15.) i have renewed my love of video games. i have an xbox360, and there's nothing more fun than having friends come over and watch me play. ur, i mean, come and play WITH me.

16.) i don't like watching other people play video games. or sports. or anything of that genre. i am not for watching, i am for doing. except when it comes to some things, and then my anxiety takes hold and says, "I don't think so."

17.) i made it to the final round of Real World 10: Back to New York. I was cut last minute for the guy, also from austin, who had cancer. they said, and i quote, "You seem to have dealt with a lot of your problems, and become a more balanced person. You have told us about so much tragedy, but you haven't cried. Not once. Do you think you could try and cry for the camera?" my answer was no. but i'm in new york any way. :)

18.) i love to read. especially novels. i just rediscovered my love of 300 pages of story. all i did as a kid was read. when i moved to NYC i slowed down for lack of time in trying to get my writing career off the ground. but i'm back to reading. i wish every one had an 8th day in the week just to read. my faves go from All Souls Rising (about the Haitian rebellion) to Belle de Jour's Secret Diary of a Call Girl to Alice in Wonderland. ugh, give me a good book any day of the week.

19.) i find i never have enough time. to write. to read. to hit the gym. to hang with friends. to hang with stephen. to play with puppies. to breath. to relax. to sleep. it can be overwhelming at time. life seems to be going by way too fast. but i can't dwell on that...

20.) i can't dwell on the fast pace of life, because there is only one thing that terrifies me: death. it isn't the dying part (that part i'm rather curious about). it's what comes after. be there an afterlife or be there nothing, when i try to wrap my head around it, i shut down. i go into a dark place. i get depressed. and for a long time it was a kind of obsession for me. thus my useless degree in religion. but yeah, i am terrified of dying. the first part of my life was not fun. it was abuse and abandonment and people dying on me. my life now is nothing like that... but i dont want to lose any more friends. i want us all to be together forever and happy. not possible, but a boy can dream right?

21.) i have a tendency to get dark when i'm being honest with myself. i hope #20 didn't bring you down. apologies. i'll think of something brighter for #22.

22.) did i mention i like furry boys in jock straps? :)

23.) i love the sun. so much in fact i think i might be solar-powered. i'm serious.

24.) i have 4 tattoos but plan on getting more ASAP. i want my back done, and a sleeve.

25.) i have a niece and nephew who i think are the most amazing two people in the world. one day i hope to adopt them. or at the very least, move them to NYC when they're ready for college. i'd like to think i'd be a good dad.

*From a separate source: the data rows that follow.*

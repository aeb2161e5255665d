//! Error types for the AList API client.
//!
//! # Design
//! Every operation fails with exactly one `ApiError`, and the four variants
//! never overlap:
//!
//! - `Transport`: no HTTP status is known (encoding, connection, timeout).
//! - `Protocol`: the server answered with an HTTP status other than 200.
//! - `Decode`: the body is not the JSON shape the operation expects.
//! - `Api`: the envelope carried a `code` other than 200.
//!
//! Only `Api` depends on the server's business logic, so it keeps the remote
//! code and message verbatim for callers to branch on.

use thiserror::Error;

/// Failures that happen before any HTTP status is available.
#[derive(Debug, Clone, PartialEq, Eq, Error)]
pub enum TransportError {
    /// The request payload could not be serialized to JSON.
    #[error("failed to encode request body: {0}")]
    Encode(String),

    /// The round-trip did not finish within the configured timeout.
    #[error("request timed out: {0}")]
    Timeout(String),

    /// The connection could not be established or was dropped.
    #[error("connection failed: {0}")]
    Connection(String),

    /// The response body could not be read.
    #[error("failed to read response body: {0}")]
    Io(String),
}

/// Errors returned by `AlistClient` operations.
#[derive(Debug, Clone, PartialEq, Eq, Error)]
pub enum ApiError {
    #[error(transparent)]
    Transport(#[from] TransportError),

    /// The server returned a non-200 HTTP status. The body was not decoded.
    #[error("HTTP {status}: {body}")]
    Protocol { status: u16, body: String },

    /// The response body could not be deserialized into the expected type.
    #[error("failed to decode response: {0}")]
    Decode(String),

    /// The envelope `code` was not 200.
    #[error("API error {code}: {message}")]
    Api { code: i64, message: String },
}

impl ApiError {
    /// The remote envelope code, if this is an application-level rejection.
    pub fn api_code(&self) -> Option<i64> {
        match self {
            ApiError::Api { code, .. } => Some(*code),
            _ => None,
        }
    }

    /// Short lowercase name of the variant, for logs and events.
    pub fn kind(&self) -> &'static str {
        match self {
            ApiError::Transport(_) => "transport",
            ApiError::Protocol { .. } => "protocol",
            ApiError::Decode(_) => "decode",
            ApiError::Api { .. } => "api",
        }
    }
}

/// Errors raised while loading `ClientConfig` from the environment.
#[derive(Debug, Clone, PartialEq, Eq, Error)]
pub enum ConfigError {
    #[error("missing environment variable {0}")]
    Missing(&'static str),

    #[error("invalid value for {name}: {value:?}")]
    Invalid { name: &'static str, value: String },
}
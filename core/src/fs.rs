//! File-system endpoints under `/api/fs`. All of them require a token.

use crate::client::{AlistClient, Endpoint};
use crate::error::ApiError;
use crate::types::{FileEntry, GetQuery, ListQuery, Listing, MkdirRequest, RemoveRequest, RenameRequest};

pub const LIST: Endpoint = Endpoint::post("/api/fs/list");
pub const GET: Endpoint = Endpoint::post("/api/fs/get");
pub const MKDIR: Endpoint = Endpoint::post("/api/fs/mkdir");
pub const RENAME: Endpoint = Endpoint::post("/api/fs/rename");
pub const REMOVE: Endpoint = Endpoint::post("/api/fs/remove");

impl AlistClient {
    pub fn list(&self, token: &str, query: &ListQuery) -> Result<Listing, ApiError> {
        self.call(LIST, Some(token), Some(query))
    }

    /// Fetch one entry. `password` is only needed for protected folders.
    pub fn get(&self, token: &str, path: &str, password: Option<&str>) -> Result<FileEntry, ApiError> {
        let body = GetQuery {
            path: path.to_string(),
            password: password.map(str::to_string),
        };
        self.call(GET, Some(token), Some(&body))
    }

    pub fn mkdir(&self, token: &str, path: &str) -> Result<(), ApiError> {
        let body = MkdirRequest {
            path: path.to_string(),
        };
        self.call_unit(MKDIR, Some(token), Some(&body))
    }

    /// Rename the entry at `path`; `name` is the new base name, not a path.
    pub fn rename(&self, token: &str, path: &str, name: &str) -> Result<(), ApiError> {
        let body = RenameRequest {
            path: path.to_string(),
            name: name.to_string(),
        };
        self.call_unit(RENAME, Some(token), Some(&body))
    }

    pub fn remove<S: AsRef<str>>(&self, token: &str, dir: &str, names: &[S]) -> Result<(), ApiError> {
        let body = RemoveRequest {
            dir: dir.to_string(),
            names: names.iter().map(|n| n.as_ref().to_string()).collect(),
        };
        self.call_unit(REMOVE, Some(token), Some(&body))
    }
}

26.) shit, now what i'm passed 25, my mind has stopped... but i started this so i have to finish it... which is another thing about me. i'm kinda OCD in that anything i am going to do, i am going to give it 105%, and i'm going to finish it. the only things this doesn't apply to is bad movies, dusting, and people who take too long to finish off.

27.) i am pumped about our new president, and have high hopes that humanity will turn the world around before we destroy it.

28.) i HATE people who litter. seriously, if i had a gun with free reign, it would be bad.

29.) i'd like to be god for a day. i have a lot of ideas on how to make the world a better place. (i think in a former life i was a dictator.)

30.) it's take me a long time, but i finally worked something out: LIFE IS GOOD. so take that in, put it in your pipe and smoke it, or just put it in your pocket for a rainy day. seriously, life is good and you should do your best to enjoy it. you only get this one, so take advantage.